Zusätzlich zur üppigst bepflanzten Parkanlage unter alten Bäumen gibt es Neuheitenpräsentationen, Hippeastrum z. B. Bis dorthin gelangen wir gar nicht.
Die Anlage ist so weitläufig, dass wir nicht mal ein Viertel erlaufen, möglicherweise nicht mal ein Zehntel. Den Keukenhof kann man – und werde ich – jedes Jahr wieder besuchen. Weltspitze!

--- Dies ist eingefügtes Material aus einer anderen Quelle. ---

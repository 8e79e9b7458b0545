//! WebSocket hub transport.
//!
//! Requires the `ws` feature. Uses axum for the upgrade route. Every
//! outbound event is sent to every connected peer; text frames from any
//! peer are re-emitted inbound. Peers coming and going are reported on
//! [`peer_connected_event`] and [`peer_disconnected_event`] with body
//! `{"id": <peer id>}`.
//!
//! ```ignore
//! let hub = WsHub::attach(&ctx, WsConfig::default());
//! let app = hub.router();   // compose with other axum routes
//! hub.serve("0.0.0.0:3000").await?;
//! ```

use std::collections::HashMap;
use std::sync::{Arc, Mutex, MutexGuard, PoisonError};

use axum::extract::ws::{Message, WebSocket, WebSocketUpgrade};
use axum::extract::State;
use axum::response::IntoResponse;
use axum::routing::get;
use axum::Router;
use futures::{SinkExt, StreamExt};
use serde_json::json;
use tokio::sync::mpsc;

use super::{
    peer_connected_event, peer_disconnected_event, receive_text, report_error, wire_filter,
    StatsCounter, TransportStats, WireEnvelope,
};
use crate::context::{Context, ListenerId};
use crate::error::TransportError;
use crate::matcher::MatchExpression;
use crate::tag::generate_id;

/// Configuration for a [`WsHub`].
#[derive(Debug, Clone, PartialEq, Eq)]
pub struct WsConfig {
    /// Route the upgrade handler is mounted on. Default: "/ws".
    pub path: String,
}

impl Default for WsConfig {
    fn default() -> Self {
        Self {
            path: "/ws".to_string(),
        }
    }
}

impl WsConfig {
    pub fn new() -> Self {
        Self::default()
    }

    pub fn with_path(mut self, path: impl Into<String>) -> Self {
        self.path = path.into();
        self
    }
}

type Peers = Arc<Mutex<HashMap<String, mpsc::UnboundedSender<String>>>>;

fn lock(peers: &Peers) -> MutexGuard<'_, HashMap<String, mpsc::UnboundedSender<String>>> {
    peers.lock().unwrap_or_else(PoisonError::into_inner)
}

/// A context bridged to any number of WebSocket peers. Cheap to clone.
///
/// The hub stops forwarding when the last clone is dropped.
#[derive(Clone)]
pub struct WsHub {
    inner: Arc<HubInner>,
}

struct HubInner {
    ctx: Context,
    config: WsConfig,
    peers: Peers,
    stats: Arc<StatsCounter>,
    filter: MatchExpression,
    listener: ListenerId,
}

impl Drop for HubInner {
    fn drop(&mut self) {
        self.ctx.remove_listener(&self.filter, self.listener);
    }
}

impl std::fmt::Debug for WsHub {
    fn fmt(&self, f: &mut std::fmt::Formatter<'_>) -> std::fmt::Result {
        f.debug_struct("WsHub")
            .field("config", &self.inner.config)
            .field("peers", &self.peer_count())
            .finish_non_exhaustive()
    }
}

impl WsHub {
    /// Start forwarding `ctx`'s outbound events to connected peers.
    pub fn attach(ctx: &Context, config: WsConfig) -> Self {
        let peers: Peers = Arc::default();
        let stats = Arc::new(StatsCounter::default());

        let filter = wire_filter();
        let out_peers = Arc::clone(&peers);
        let out_stats = Arc::clone(&stats);
        let weak = ctx.downgrade();
        let listener = ctx.on(&filter, move |event, _| {
            let text = match WireEnvelope::from_event(event).encode() {
                Ok(text) => text,
                Err(e) => {
                    out_stats.failed();
                    if let Some(ctx) = weak.upgrade() {
                        report_error(&ctx, &e);
                    }
                    return;
                }
            };
            for (id, peer) in lock(&out_peers).iter() {
                match peer.send(text.clone()) {
                    Ok(()) => out_stats.sent(),
                    Err(_) => {
                        tracing::debug!(peer = %id, "dropping message for closing peer");
                        out_stats.failed();
                    }
                }
            }
        });

        Self {
            inner: Arc::new(HubInner {
                ctx: ctx.clone(),
                config,
                peers,
                stats,
                filter,
                listener,
            }),
        }
    }

    /// Register a peer. Returns the receiver of the text frames to write to it.
    pub fn add_peer(&self, id: impl Into<String>) -> mpsc::UnboundedReceiver<String> {
        let id = id.into();
        let (tx, rx) = mpsc::unbounded_channel();
        lock(&self.inner.peers).insert(id.clone(), tx);
        tracing::debug!(peer = %id, "peer connected");
        self.inner.ctx.emit(&peer_connected_event(), json!({ "id": id }));
        rx
    }

    /// Forget a peer. Returns whether it was registered.
    pub fn remove_peer(&self, id: &str) -> bool {
        let removed = lock(&self.inner.peers).remove(id).is_some();
        if removed {
            tracing::debug!(peer = %id, "peer disconnected");
            self.inner.ctx.emit(&peer_disconnected_event(), json!({ "id": id }));
        }
        removed
    }

    /// Handle one text frame from a peer.
    pub fn handle_text(&self, text: &str) -> Result<(), TransportError> {
        let result = receive_text(&self.inner.ctx, text);
        match &result {
            Ok(()) => self.inner.stats.received(),
            Err(_) => self.inner.stats.failed(),
        }
        result
    }

    pub fn peer_count(&self) -> usize {
        lock(&self.inner.peers).len()
    }

    pub fn stats(&self) -> TransportStats {
        self.inner.stats.snapshot()
    }

    /// Build an axum `Router` serving the upgrade route.
    pub fn router(&self) -> Router {
        Router::new()
            .route(&self.inner.config.path, get(upgrade_handler))
            .with_state(self.clone())
    }

    /// Serve the hub at the given address (e.g. `"0.0.0.0:3000"`).
    pub async fn serve(&self, addr: &str) -> Result<(), std::io::Error> {
        let app = self.router();
        let listener = tokio::net::TcpListener::bind(addr).await?;
        axum::serve(listener, app).await
    }

    /// Stop forwarding and drop every peer. Returns final counts.
    pub fn close(&self) -> TransportStats {
        self.inner.ctx.remove_listener(&self.inner.filter, self.inner.listener);
        let ids: Vec<String> = lock(&self.inner.peers).keys().cloned().collect();
        for id in ids {
            self.remove_peer(&id);
        }
        self.inner.stats.snapshot()
    }

    async fn run_peer(self, socket: WebSocket) {
        let id = generate_id();
        let mut outgoing = self.add_peer(id.clone());
        let (mut sink, mut incoming) = socket.split();

        let writer = tokio::spawn(async move {
            while let Some(text) = outgoing.recv().await {
                if sink.send(Message::Text(text)).await.is_err() {
                    break;
                }
            }
        });

        while let Some(frame) = incoming.next().await {
            match frame {
                Ok(Message::Text(text)) => {
                    let _ = self.handle_text(&text);
                }
                Ok(Message::Close(_)) => break,
                Ok(_) => {}
                Err(e) => {
                    report_error(&self.inner.ctx, &TransportError::Disconnected(e.to_string()));
                    break;
                }
            }
        }

        self.remove_peer(&id);
        writer.abort();
    }
}

/// `GET {path}`: upgrade to a WebSocket and join the hub.
async fn upgrade_handler(State(hub): State<WsHub>, ws: WebSocketUpgrade) -> impl IntoResponse {
    ws.on_upgrade(move |socket| hub.run_peer(socket))
}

Für fotografierende Tulpennärrinnen wäre es evt. eine Idee, eine Woche Amsterdam zu buchen und vier- oder fünfmal den Keukenhof anzulaufen – falls es so etwas wie eine Wochenkarte gibt. Bekomme ich als Tulpensüchtige Behindertennachlass? Oder ich grabe mich in einem Tulpenbeet ein und fotografiere am nächsten Tag weiter. Super Lösung! Fehlt eine Daunenjacke, Regenschirm, Tarnbemalung, eine 5 l-Thermoskanne und ein Anschluss zum Laden der Batterien für den Fotoapparat. Oder wir machen Kurzurlaub an der Nordsee statt in Amsterdam und fahren von Zandvoort aus zum Keukenhof; oder von Leiden aus. In Leiden gab es einen weltberühmten Universitätsgarten unter der Leitung eines vor über 400 Jahren weltberühmten Botanikers (Clusius?), fällt mir ein. Gibt’s heute auch einen Garten? Ja. Einen wiederhergestellten Hortus botanicus mit u. a. 6000 ostasiatischen Orchideen.
Bezaubernde Damentulpen (T. clusiana
Lady Jane, nach dem Botaniker Clusius benannt)
Die Tageskarte für den Keukenhof kostet 15 Euro, Parkgebühr 6 Eur. Bei 1 Besuchstag pro Jahr dauert es 8 Jahre, bis ich wenigstens ein halbes Handbuch mit Tulpenfotos habe. Leider sinnlos, wenn ohne Namen. Schaunmerma. Vielleicht legt sich mein Tulpenfieber irgendwann bald. Dieses Jahr setze ich keine Tulpen, bestimmt nicht.
Ich werde dem Keukenhof schreiben und die mangelhafte Beschriftung monieren, in erstaunter Manier. Und ich werde danach fragen, ob die Tulpen gekühlt und gestaffelt gelegt werden, um frühe und späte Sorten gleichzeitig zeigen zu können.